= Task item =
From the entries below, retype only the lines from the one with "use core_text::cursor::MoveDir;" through the one with "the key itself.", exactly as written.

= Data =
//! Editor command group (§6): character insert, backspace, forward delete,
//! return, cursor motion, and multi-cursor deselect. Every command operates
//! directly on `world.buffer`/`world.cursors`; callers are expected to
//! re-parse the buffer afterward to keep `world.line_task` and the resolved
//! entity in sync (parsing isn't triggered here — it's a `core-parser`
//! concern, not an editing concern).

use core_state::World;
use core_text::cursor::{Cursor, CursorList, MoveDir};

#[derive(Debug, Clone, Copy, PartialEq, Eq)]
pub enum EditorCommand {
    InsertChar(char),
    Return,
    Backspace,
    Delete,
    Move(MoveDir),
    MulticursorDeselect,
}

/// Apply one editor command to every active cursor, left-to-right, keeping
/// every other cursor's offset consistent with the edits that precede it.
pub fn apply_editor_command(world: &mut World, cmd: EditorCommand) {
    match cmd {
        EditorCommand::InsertChar(ch) => {
            let mut buf = [0u8; 4];
            insert_text_at_every_cursor(world, ch.encode_utf8(&mut buf));
        }
        EditorCommand::Return => insert_newline_at_every_cursor(world),
        EditorCommand::Backspace => delete_before_at_every_cursor(world),
        EditorCommand::Delete => delete_at_every_cursor(world),
        EditorCommand::Move(dir) => {
            for idx in 0..world.cursors.len() {
                world.cursors.move_one(idx, dir, &world.buffer);
            }
        }
        EditorCommand::MulticursorDeselect => {
            if let Some(primary) = world.cursors.primary().copied() {
                world.cursors.clear_to_single(primary);
            }
        }
    }
}

fn insert_text_at_every_cursor(world: &mut World, text: &str) {
    world.cursors.sort();
    for idx in 0..world.cursors.len() {
        let Some(offset) = world.cursors.get(idx).map(|c| c.offset) else {
            continue;
        };
        let mut pos = world.buffer.position_of(offset);
        world.buffer.insert_grapheme(&mut pos, text);
        world
            .cursors
            .shift_after_insert(offset, text.len(), &world.buffer);
    }
}

fn insert_newline_at_every_cursor(world: &mut World) {
    world.cursors.sort();
    for idx in 0..world.cursors.len() {
        let Some(offset) = world.cursors.get(idx).map(|c| c.offset) else {
            continue;
        };
        let mut pos = world.buffer.position_of(offset);
        world.buffer.insert_newline(&mut pos);
        world.cursors.shift_after_insert(offset, 1, &world.buffer);
    }
}

fn delete_before_at_every_cursor(world: &mut World) {
    world.cursors.sort();
    for idx in 0..world.cursors.len() {
        let Some(offset) = world.cursors.get(idx).map(|c| c.offset) else {
            continue;
        };
        let before_len = world.buffer.len_bytes();
        let mut pos = world.buffer.position_of(offset);
        world.buffer.delete_grapheme_before(&mut pos);
        let removed = before_len - world.buffer.len_bytes();
        if removed > 0 {
            reposition_after_delta(world, offset, -(removed as i64));
        }
    }
}

fn delete_at_every_cursor(world: &mut World) {
    world.cursors.sort();
    for idx in 0..world.cursors.len() {
        let Some(offset) = world.cursors.get(idx).map(|c| c.offset) else {
            continue;
        };
        let before_len = world.buffer.len_bytes();
        let mut pos = world.buffer.position_of(offset);
        world.buffer.delete_grapheme_at(&mut pos);
        let removed = before_len - world.buffer.len_bytes();
        if removed > 0 {
            reposition_after_delta(world, offset + 1, -(removed as i64));
        }
    }
}

/// Rebuild every cursor's `(offset, column, row)` after a deletion shifted
/// the bytes at or beyond `threshold` by `delta` (negative). There's no
/// `shift_after_insert` counterpart for shrinking edits in `core-text`, so
/// this reconstructs the list from scratch instead of mutating in place.
fn reposition_after_delta(world: &mut World, threshold: usize, delta: i64) {
    let snapshot: Vec<usize> = world.cursors.iter().map(|c| c.offset).collect();
    let mut rebuilt = CursorList::new();
    for offset in snapshot {
        let shifted = if offset >= threshold {
            (offset as i64 + delta).max(0) as usize
        } else {
            offset
        };
        rebuilt.push(Cursor::at_offset(&world.buffer, shifted));
    }
    world.cursors = rebuilt;
}
// -------------------------------------------------------------------------------------------------
// Async Event Sources (Refactor R4 Step 14)
// -------------------------------------------------------------------------------------------------
// Rationale: generalize the ad-hoc tick tokio::spawn task into a unified trait so future providers
// (LSP notifications, file watchers, plugin hosts, diagnostics) register uniformly. Each source is
// responsible for its own async task lifecycle; on channel send failure (consumer dropped) it must
// terminate promptly. Backpressure: bounded channel already provides flow control; higher-level
// prioritization (e.g. dropping low value motion bursts) can layer later without changing this API.
// Simplicity: minimal surface (spawn + name) to avoid premature abstraction; restart policies and
// dynamic enable/disable can be layered on top by keeping the registry handle.

/// Trait implemented by any async event producer. Implementors usually hold configuration and
/// spawn one background task that pushes `Event`s into the shared channel.
///
/// Design (Refactor R4 Step 14): minimal surface (name + spawn) to keep early
/// integration friction low. The `core-plugin` crate will later supply a
/// `PluginHost` whose discovered plugins can contribute additional sources (e.g.
/// LSP notifications, file watchers, diagnostics). Each source remains
/// independent and failure-isolated; higher-level supervision / restart policy
/// can wrap the registry without altering this contract.
pub trait AsyncEventSource: Send + 'static {
    /// Human-readable stable identifier (used for logging / diagnostics).
    fn name(&self) -> &'static str;
    /// Consume self and spawn the background task, returning a JoinHandle. Implementors should
    /// stop when `tx.send(..).await` returns Err (channel closed) or on their own internal stop
    /// condition. They should avoid busy loops by awaiting timers or external IO futures.
    fn spawn(self: Box<Self>, tx: Sender<Event>) -> JoinHandle<()>;
}
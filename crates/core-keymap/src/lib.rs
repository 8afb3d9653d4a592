//! Flat key-to-command mapping for the workbench's two viewport focuses
//! (editor text pane, display Gantt pane), per the external-interfaces
//! command surface (§6).
//!
//! Unlike a modal editor's keymap, this domain has no operator/count/register
//! grammar and no multi-key sequences to disambiguate: every command is one
//! keypress, so resolution is a single table lookup rather than a trie walk.
//! `resolve` is pure and deterministic — it consults only the key event and
//! the current `ViewportFocus`, never hidden state.

use core_events::{KeyCode, KeyEvent, KeyModifiers};
use core_text::cursor::MoveDir;

/// Which pane currently owns keyboard focus. `ox-bin` tracks this and flips
/// it on `GlobalCommand::ViewportModeToggle`; it's the only piece of state
/// `resolve` depends on besides the key itself.
#[derive(Debug, Clone, Copy, PartialEq, Eq)]
pub enum ViewportFocus {
    Editor,
    Display,
}

#[derive(Debug, Clone, Copy, PartialEq, Eq)]
pub enum GlobalCommand {
    Quit,
    FileSave,
    FileReload,
    ViewportModeToggle,
}

/// Mirrors `core_actions::EditorCommand` plus `symbol_rename`, which
/// `core-actions` exposes as a free function rather than a command variant.
#[derive(Debug, Clone, Copy, PartialEq, Eq)]
pub enum EditorAction {
    InsertChar(char),
    Return,
    Backspace,
    Delete,
    Move(MoveDir),
    MulticursorDeselect,
    SymbolRename,
}

/// Mirrors `core_actions::DisplayCommand` plus the camera and display-cursor
/// commands that `core-actions` deliberately leaves to the driver (§6: "Camera
/// pan/zoom and display-cursor navigation are pure viewport state... they
/// never touch `World`"). `SelectPrereqAll`/`SelectDependentAll` aren't
/// separate `World` mutations either — the driver realizes them by calling
/// `apply_display_command` with the One variant repeatedly until the
/// selection set stops growing, since `hop_select` is idempotent-extending.
#[derive(Debug, Clone, Copy, PartialEq, Eq)]
pub enum DisplayAction {
    SelectionToggle,
    SelectPrereqOne,
    SelectPrereqAll,
    SelectDependentOne,
    SelectDependentAll,
    SelectNone,
    TaskCreateSplit,
    TaskCreateSuccessor,
    CursorNavigate(MoveDir),
    ZoomIn,
    ZoomOut,
    ZoomAll,
    ScrollUp,
    ScrollDown,
}

#[derive(Debug, Clone, Copy, PartialEq, Eq)]
pub enum Command {
    Global(GlobalCommand),
    Editor(EditorAction),
    Display(DisplayAction),
}

const CTRL: KeyModifiers = KeyModifiers::CTRL;
const SHIFT: KeyModifiers = KeyModifiers::SHIFT;

/// Resolve one key event to a command, or `None` if it has no binding under
/// the current focus. Global bindings take priority over focus-specific ones
/// since quit/save/reload/toggle must work from either pane.
pub fn resolve(focus: ViewportFocus, key: KeyEvent) -> Option<Command> {
    if let Some(g) = resolve_global(key) {
        return Some(Command::Global(g));
    }
    match focus {
        ViewportFocus::Editor => resolve_editor(key).map(Command::Editor),
        ViewportFocus::Display => resolve_display(key).map(Command::Display),
    }
}

fn resolve_global(key: KeyEvent) -> Option<GlobalCommand> {
    match (key.code, key.mods) {
        (KeyCode::Char('q'), m) if m == CTRL => Some(GlobalCommand::Quit),
        (KeyCode::Char('s'), m) if m == CTRL => Some(GlobalCommand::FileSave),
        (KeyCode::Char('r'), m) if m == CTRL => Some(GlobalCommand::FileReload),
        (KeyCode::Tab, m) if m.is_empty() => Some(GlobalCommand::ViewportModeToggle),
        _ => None,
    }
}

fn resolve_editor(key: KeyEvent) -> Option<EditorAction> {
    match (key.code, key.mods) {
        (KeyCode::Char(c), m) if m.is_empty() || m == SHIFT => Some(EditorAction::InsertChar(c)),
        (KeyCode::Enter, m) if m.is_empty() => Some(EditorAction::Return),
        (KeyCode::Backspace, m) if m.is_empty() => Some(EditorAction::Backspace),
        (KeyCode::Char('d'), m) if m == CTRL => Some(EditorAction::Delete),
        (KeyCode::Left, m) if m.is_empty() => Some(EditorAction::Move(MoveDir::Left)),
        (KeyCode::Right, m) if m.is_empty() => Some(EditorAction::Move(MoveDir::Right)),
        (KeyCode::Up, m) if m.is_empty() => Some(EditorAction::Move(MoveDir::Up)),
        (KeyCode::Down, m) if m.is_empty() => Some(EditorAction::Move(MoveDir::Down)),
        (KeyCode::Char('a'), m) if m == CTRL => Some(EditorAction::Move(MoveDir::LineStart)),
        (KeyCode::Char('e'), m) if m == CTRL => Some(EditorAction::Move(MoveDir::LineEnd)),
        (KeyCode::Esc, m) if m.is_empty() => Some(EditorAction::MulticursorDeselect),
        (KeyCode::Char('n'), m) if m == CTRL => Some(EditorAction::SymbolRename),
        _ => None,
    }
}

fn resolve_display(key: KeyEvent) -> Option<DisplayAction> {
    match (key.code, key.mods) {
        (KeyCode::Left, m) if m.is_empty() => {
            Some(DisplayAction::CursorNavigate(MoveDir::Left))
        }
        (KeyCode::Right, m) if m.is_empty() => {
            Some(DisplayAction::CursorNavigate(MoveDir::Right))
        }
        (KeyCode::Up, m) if m.is_empty() => Some(DisplayAction::CursorNavigate(MoveDir::Up)),
        (KeyCode::Down, m) if m.is_empty() => Some(DisplayAction::CursorNavigate(MoveDir::Down)),
        (KeyCode::Char('h'), m) if m.is_empty() => {
            Some(DisplayAction::CursorNavigate(MoveDir::Left))
        }
        (KeyCode::Char('l'), m) if m.is_empty() => {
            Some(DisplayAction::CursorNavigate(MoveDir::Right))
        }
        (KeyCode::Char('k'), m) if m.is_empty() => {
            Some(DisplayAction::CursorNavigate(MoveDir::Up))
        }
        (KeyCode::Char('j'), m) if m.is_empty() => {
            Some(DisplayAction::CursorNavigate(MoveDir::Down))
        }
        (KeyCode::Char(' '), m) if m.is_empty() => Some(DisplayAction::SelectionToggle),
        (KeyCode::Char('['), m) if m.is_empty() => Some(DisplayAction::SelectPrereqOne),
        (KeyCode::Char('{'), m) if m == SHIFT => Some(DisplayAction::SelectPrereqAll),
        (KeyCode::Char(']'), m) if m.is_empty() => Some(DisplayAction::SelectDependentOne),
        (KeyCode::Char('}'), m) if m == SHIFT => Some(DisplayAction::SelectDependentAll),
        (KeyCode::Esc, m) if m.is_empty() => Some(DisplayAction::SelectNone),
        (KeyCode::Char('s'), m) if m.is_empty() => Some(DisplayAction::TaskCreateSplit),
        (KeyCode::Char('n'), m) if m.is_empty() => Some(DisplayAction::TaskCreateSuccessor),
        (KeyCode::Char('+'), m) if m.is_empty() => Some(DisplayAction::ZoomIn),
        (KeyCode::Char('='), m) if m.is_empty() => Some(DisplayAction::ZoomIn),
        (KeyCode::Char('-'), m) if m.is_empty() => Some(DisplayAction::ZoomOut),
        (KeyCode::Char('0'), m) if m.is_empty() => Some(DisplayAction::ZoomAll),
        (KeyCode::Up, m) if m == CTRL => Some(DisplayAction::ScrollUp),
        (KeyCode::Down, m) if m == CTRL => Some(DisplayAction::ScrollDown),
        _ => None,
    }
}

#[cfg(test)]
mod tests {
    use super::*;

    fn key(code: KeyCode, mods: KeyModifiers) -> KeyEvent {
        KeyEvent { code, mods }
    }

    #[test]
    fn global_quit_wins_over_focus_bindings() {
        let k = key(KeyCode::Char('q'), KeyModifiers::CTRL);
        assert_eq!(
            resolve(ViewportFocus::Editor, k),
            Some(Command::Global(GlobalCommand::Quit))
        );
        assert_eq!(
            resolve(ViewportFocus::Display, k),
            Some(Command::Global(GlobalCommand::Quit))
        );
    }

    #[test]
    fn editor_plain_char_inserts() {
        let k = key(KeyCode::Char('x'), KeyModifiers::empty());
        assert_eq!(
            resolve(ViewportFocus::Editor, k),
            Some(Command::Editor(EditorAction::InsertChar('x')))
        );
    }

    #[test]
    fn editor_arrow_moves_cursor() {
        let k = key(KeyCode::Left, KeyModifiers::empty());
        assert_eq!(
            resolve(ViewportFocus::Editor, k),
            Some(Command::Editor(EditorAction::Move(MoveDir::Left)))
        );
    }

    #[test]
    fn display_hjkl_navigates() {
        let k = key(KeyCode::Char('j'), KeyModifiers::empty());
        assert_eq!(
            resolve(ViewportFocus::Display, k),
            Some(Command::Display(DisplayAction::CursorNavigate(MoveDir::Down)))
        );
    }

    #[test]
    fn display_bracket_selects_one_hop() {
        let k = key(KeyCode::Char('['), KeyModifiers::empty());
        assert_eq!(
            resolve(ViewportFocus::Display, k),
            Some(Command::Display(DisplayAction::SelectPrereqOne))
        );
    }

    #[test]
    fn unbound_key_resolves_to_none() {
        let k = key(KeyCode::Char('z'), KeyModifiers::ALT);
        assert_eq!(resolve(ViewportFocus::Editor, k), None);
        assert_eq!(resolve(ViewportFocus::Display, k), None);
    }

    #[test]
    fn viewport_toggle_is_global() {
        let k = key(KeyCode::Tab, KeyModifiers::empty());
        assert_eq!(
            resolve(ViewportFocus::Display, k),
            Some(Command::Global(GlobalCommand::ViewportModeToggle))
        );
    }
}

= Exercise answer =
use core_text::cursor::MoveDir;

/// Which pane currently owns keyboard focus. `ox-bin` tracks this and flips
/// it on `GlobalCommand::ViewportModeToggle`; it's the only piece of state
/// `resolve` depends on besides the key itself.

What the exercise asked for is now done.